(Collected data entries)

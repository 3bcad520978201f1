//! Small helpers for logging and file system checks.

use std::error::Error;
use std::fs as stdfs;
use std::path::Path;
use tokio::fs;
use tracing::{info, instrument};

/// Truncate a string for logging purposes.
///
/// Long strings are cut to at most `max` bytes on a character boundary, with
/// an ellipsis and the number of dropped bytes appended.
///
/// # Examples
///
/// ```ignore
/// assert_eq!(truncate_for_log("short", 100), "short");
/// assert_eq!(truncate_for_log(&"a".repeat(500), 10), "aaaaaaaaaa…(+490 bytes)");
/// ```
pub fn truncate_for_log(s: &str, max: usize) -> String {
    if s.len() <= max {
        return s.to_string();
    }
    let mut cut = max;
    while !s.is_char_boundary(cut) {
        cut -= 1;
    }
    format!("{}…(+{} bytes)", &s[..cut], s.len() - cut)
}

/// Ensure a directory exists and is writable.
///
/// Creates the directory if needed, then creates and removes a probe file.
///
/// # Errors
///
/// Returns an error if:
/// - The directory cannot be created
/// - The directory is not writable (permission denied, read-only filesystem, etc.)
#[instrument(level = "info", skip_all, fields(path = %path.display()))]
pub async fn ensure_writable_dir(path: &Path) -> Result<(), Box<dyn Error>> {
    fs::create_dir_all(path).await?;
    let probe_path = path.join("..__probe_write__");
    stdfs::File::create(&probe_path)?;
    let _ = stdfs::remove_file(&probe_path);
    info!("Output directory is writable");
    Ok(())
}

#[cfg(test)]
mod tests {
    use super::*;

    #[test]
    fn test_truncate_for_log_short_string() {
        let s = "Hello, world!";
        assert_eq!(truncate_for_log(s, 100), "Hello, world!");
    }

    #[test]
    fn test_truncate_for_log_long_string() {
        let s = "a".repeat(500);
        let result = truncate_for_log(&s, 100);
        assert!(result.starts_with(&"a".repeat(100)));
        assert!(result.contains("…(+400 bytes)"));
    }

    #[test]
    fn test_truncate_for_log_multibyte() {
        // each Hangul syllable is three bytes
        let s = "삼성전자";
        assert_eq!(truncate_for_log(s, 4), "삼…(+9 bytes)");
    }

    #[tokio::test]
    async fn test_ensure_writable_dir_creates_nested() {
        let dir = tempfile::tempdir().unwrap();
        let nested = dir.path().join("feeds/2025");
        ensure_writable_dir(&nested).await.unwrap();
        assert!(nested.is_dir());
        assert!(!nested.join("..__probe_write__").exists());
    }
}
---
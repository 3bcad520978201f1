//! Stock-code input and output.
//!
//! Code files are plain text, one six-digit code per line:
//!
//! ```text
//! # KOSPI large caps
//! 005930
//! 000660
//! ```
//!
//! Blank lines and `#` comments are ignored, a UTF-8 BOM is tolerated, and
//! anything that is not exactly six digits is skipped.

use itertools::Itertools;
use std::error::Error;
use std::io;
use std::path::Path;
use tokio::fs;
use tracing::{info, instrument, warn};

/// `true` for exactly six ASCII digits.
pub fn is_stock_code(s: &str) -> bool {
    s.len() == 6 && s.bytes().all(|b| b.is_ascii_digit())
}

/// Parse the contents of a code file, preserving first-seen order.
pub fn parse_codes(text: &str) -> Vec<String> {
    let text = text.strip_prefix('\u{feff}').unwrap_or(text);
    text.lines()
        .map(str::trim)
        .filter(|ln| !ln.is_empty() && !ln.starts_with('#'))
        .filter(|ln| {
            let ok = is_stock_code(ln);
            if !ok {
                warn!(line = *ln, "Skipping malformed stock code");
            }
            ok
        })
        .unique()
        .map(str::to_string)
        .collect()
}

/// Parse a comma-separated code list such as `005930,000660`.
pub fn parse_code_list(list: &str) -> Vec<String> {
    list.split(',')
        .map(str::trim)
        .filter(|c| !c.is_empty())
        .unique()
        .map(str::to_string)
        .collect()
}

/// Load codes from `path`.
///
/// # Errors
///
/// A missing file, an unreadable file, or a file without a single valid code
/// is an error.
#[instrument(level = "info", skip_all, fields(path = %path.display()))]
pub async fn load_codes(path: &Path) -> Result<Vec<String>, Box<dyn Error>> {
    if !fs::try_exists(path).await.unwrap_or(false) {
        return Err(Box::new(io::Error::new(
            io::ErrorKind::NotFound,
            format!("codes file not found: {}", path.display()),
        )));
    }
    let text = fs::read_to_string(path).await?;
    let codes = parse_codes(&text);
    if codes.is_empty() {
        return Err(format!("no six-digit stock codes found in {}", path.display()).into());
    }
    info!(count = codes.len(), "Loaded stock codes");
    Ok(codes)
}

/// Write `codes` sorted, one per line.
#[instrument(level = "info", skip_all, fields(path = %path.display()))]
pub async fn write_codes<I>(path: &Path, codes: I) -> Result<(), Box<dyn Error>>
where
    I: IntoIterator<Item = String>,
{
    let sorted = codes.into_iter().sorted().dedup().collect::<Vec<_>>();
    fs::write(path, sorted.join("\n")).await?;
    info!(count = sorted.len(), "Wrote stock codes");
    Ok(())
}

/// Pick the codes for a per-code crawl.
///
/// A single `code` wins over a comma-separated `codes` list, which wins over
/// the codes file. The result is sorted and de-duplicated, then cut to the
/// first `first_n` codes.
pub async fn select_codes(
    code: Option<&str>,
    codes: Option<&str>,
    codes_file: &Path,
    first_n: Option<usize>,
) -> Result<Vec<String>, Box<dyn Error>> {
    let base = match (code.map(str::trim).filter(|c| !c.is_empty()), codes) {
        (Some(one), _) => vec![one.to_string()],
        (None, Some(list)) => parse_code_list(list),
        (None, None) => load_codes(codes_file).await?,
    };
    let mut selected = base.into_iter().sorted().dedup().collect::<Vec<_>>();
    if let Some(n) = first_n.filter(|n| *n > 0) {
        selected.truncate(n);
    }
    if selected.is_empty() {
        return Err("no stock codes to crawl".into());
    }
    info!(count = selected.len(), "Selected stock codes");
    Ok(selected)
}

WHAT IS EXPECTED
Pull out every line of the entries that includes the word "await".

ANSWER BOX
    fs::create_dir_all(path).await?;
        ensure_writable_dir(&nested).await.unwrap();
    if !fs::try_exists(path).await.unwrap_or(false) {
    let text = fs::read_to_string(path).await?;
    fs::write(path, sorted.join("\n")).await?;
        (None, None) => load_codes(codes_file).await?,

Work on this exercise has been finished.